The newcomer to the military intelligence corps is a communications officer named Lieutenant Rennick (Richard Basehart), who tries to get himself up to speed as quickly as possible, but he still can’t bring himself to trust the German traitors who are working for his section. When word comes in that a German general wants to surrender and bring his entire corps with him, the team needs to act quickly. Rennick is assigned to rendezvous with the general, and is assigned a pair of German traitors to assist him. One of these is Rudolph Barth (Hans Christian Blech), codenamed Tiger. Tiger is assigned because he knows the area, but he is considered untrustworthy because his partner was killed on his last assignment.
The other assignee is Karl Maurer (Oskar Werner), a new recruit codenamed Happy, which seems to have been given him ironically. Happy has joined up for pure idealism—he sees the companion captured with him killed by other German prisoners for doubting that Germany will eventually win the war. Wanting an end to the bloodshed, Happy decides to do everything he can to help bring the war to an end. His assignment is to discover the location of the 11th Panzer Division, since they may act to prevent the general’s surrender.
We spend the bulk of the film with Happy as he searches for information regarding the 11th Panzer. As he wanders through Germany after parachuting in, he encounters people in a variety of mental and emotional states. Some, like a courier named Scholtz (Wilfred Seyfirth), are still convinced that Germany will win the war and will brook no dissention from that view. Others, like widow Hilde (Hildegard Knef), just want it all to be over. Happy slips up when speaking with Scholtz about his experience in France and calls Alsace a French territory.
Happy, a former medic, is recruited as the temporary medic for the commander of the very Panzer group he is looking for. The leader, Oberst von Ecker (O.E. Hasse), is ill, and Happy has the chance to kill him with a lethal injection, but avoids it. However, his earlier run-in with Scholtz has managed to get Maurer’s cover name put on the Gestapo’s list of suspected spies. He’s forced to run and go off his script and locate Rennick and Tiger to tell them the location of the Panzer division.

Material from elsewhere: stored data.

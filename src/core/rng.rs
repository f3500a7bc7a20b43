//! Seeded shuffling for decks and reserve piles.
//!
//! A table owns one `GameRng`. Every fresh deck (the opening one and each
//! one after `reset_for_new_round`) is shuffled by a fork, so replaying a
//! table from the same seed reproduces every deal.
//!
//! ```
//! use card_table::core::{Deck, GameRng};
//!
//! let mut table_rng = GameRng::new(42);
//! let first = Deck::shuffled(&mut table_rng.fork());
//! let second = Deck::shuffled(&mut table_rng.fork());
//! assert_ne!(first, second);
//!
//! let mut replay = GameRng::new(42);
//! assert_eq!(Deck::shuffled(&mut replay.fork()), first);
//! ```

use rand::seq::SliceRandom;
use rand::SeedableRng;
use rand_chacha::ChaCha8Rng;
use serde::{Deserialize, Serialize};

/// Spreads fork seeds across the seed space.
const FORK_STRIDE: u64 = 0x9E37_79B9_7F4A_7C15;

/// ChaCha8 stream with the bookkeeping needed to checkpoint it.
#[derive(Clone, Debug)]
pub struct GameRng {
    inner: ChaCha8Rng,
    seed: u64,
    forks: u64,
}

impl GameRng {
    #[must_use]
    pub fn new(seed: u64) -> Self {
        Self {
            inner: ChaCha8Rng::seed_from_u64(seed),
            seed,
            forks: 0,
        }
    }

    /// Unseeded table: pull a seed from OS entropy.
    #[must_use]
    pub fn from_entropy() -> Self {
        Self::new(rand::random())
    }

    #[must_use]
    pub fn seed(&self) -> u64 {
        self.seed
    }

    /// Derive the next independent stream. The n-th fork of a seed is
    /// always the same.
    #[must_use]
    pub fn fork(&mut self) -> Self {
        self.forks += 1;
        Self::new(self.seed.wrapping_add(self.forks.wrapping_mul(FORK_STRIDE)))
    }

    /// Uniform Fisher–Yates permutation in place.
    pub fn shuffle<T>(&mut self, items: &mut [T]) {
        items.shuffle(&mut self.inner);
    }

    /// Checkpoint the stream position.
    #[must_use]
    pub fn state(&self) -> GameRngState {
        GameRngState {
            seed: self.seed,
            word_pos: self.inner.get_word_pos(),
            forks: self.forks,
        }
    }

    /// Resume exactly where `state` was taken.
    #[must_use]
    pub fn from_state(state: &GameRngState) -> Self {
        let mut inner = ChaCha8Rng::seed_from_u64(state.seed);
        inner.set_word_pos(state.word_pos);
        Self {
            inner,
            seed: state.seed,
            forks: state.forks,
        }
    }
}

/// Serializable checkpoint of a `GameRng`.
#[derive(Clone, Debug, PartialEq, Eq, Serialize, Deserialize)]
pub struct GameRngState {
    pub seed: u64,
    /// ChaCha8 word position.
    pub word_pos: u128,
    /// Forks taken so far.
    pub forks: u64,
}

And that’s really it. This is an oddball of a film. I very much wanted to like it, but I don’t really understand what it was. My guess is that there was some desire to reform the German image by giving us Happy as a German who wasn’t a Nazi and was willing to work with the Americans to end the war. Oskar Werner, blonde and Germanic, was perhaps the ideal choice for this role. He was both a pacifist in real life and he couldn’t have possibly looked more like the idealized version of a German.
The story is a good one. I just couldn’t really get into it. It’s probably a better movie than I’m giving it credit for being, but something about it left me cold. I should probably give it another shot some day.
Perhaps the German people did need something like this to start reforming their image in some way. The Berlin Airlift had already happened by this point, so there was some positive propaganda at least for West Germany. Maybe something more was needed and this was it. I’m just not sure why.
I’m rambling. I’ll stop now. Like I said, this is probably a better film than I’m suggesting. It just hit me wrong.
Why to watch Decision before Dawn: A pretty good war story.
Why not to watch: It doesn’t really set out to do what it wants.
I think I liked this, but I hoestly couldn't remember the plot from just reading the title. As I read your post it came back to me, along with my impression that I liked it. But as I've written before: if I mostly forget the plot of a film that usually means it didn't make much of an impression on me. And just to show how randomly my brain works I remember reading a comment afterwards that a young Klaus Kinski is one of the Germans in the line to be a traitor.
ReplyDeleteI think I read that, too. This one didn't make a huge impression on me, either. It seemed like the story could've been told in about a quarter of the time. A lot of bluster about not much, ultimately.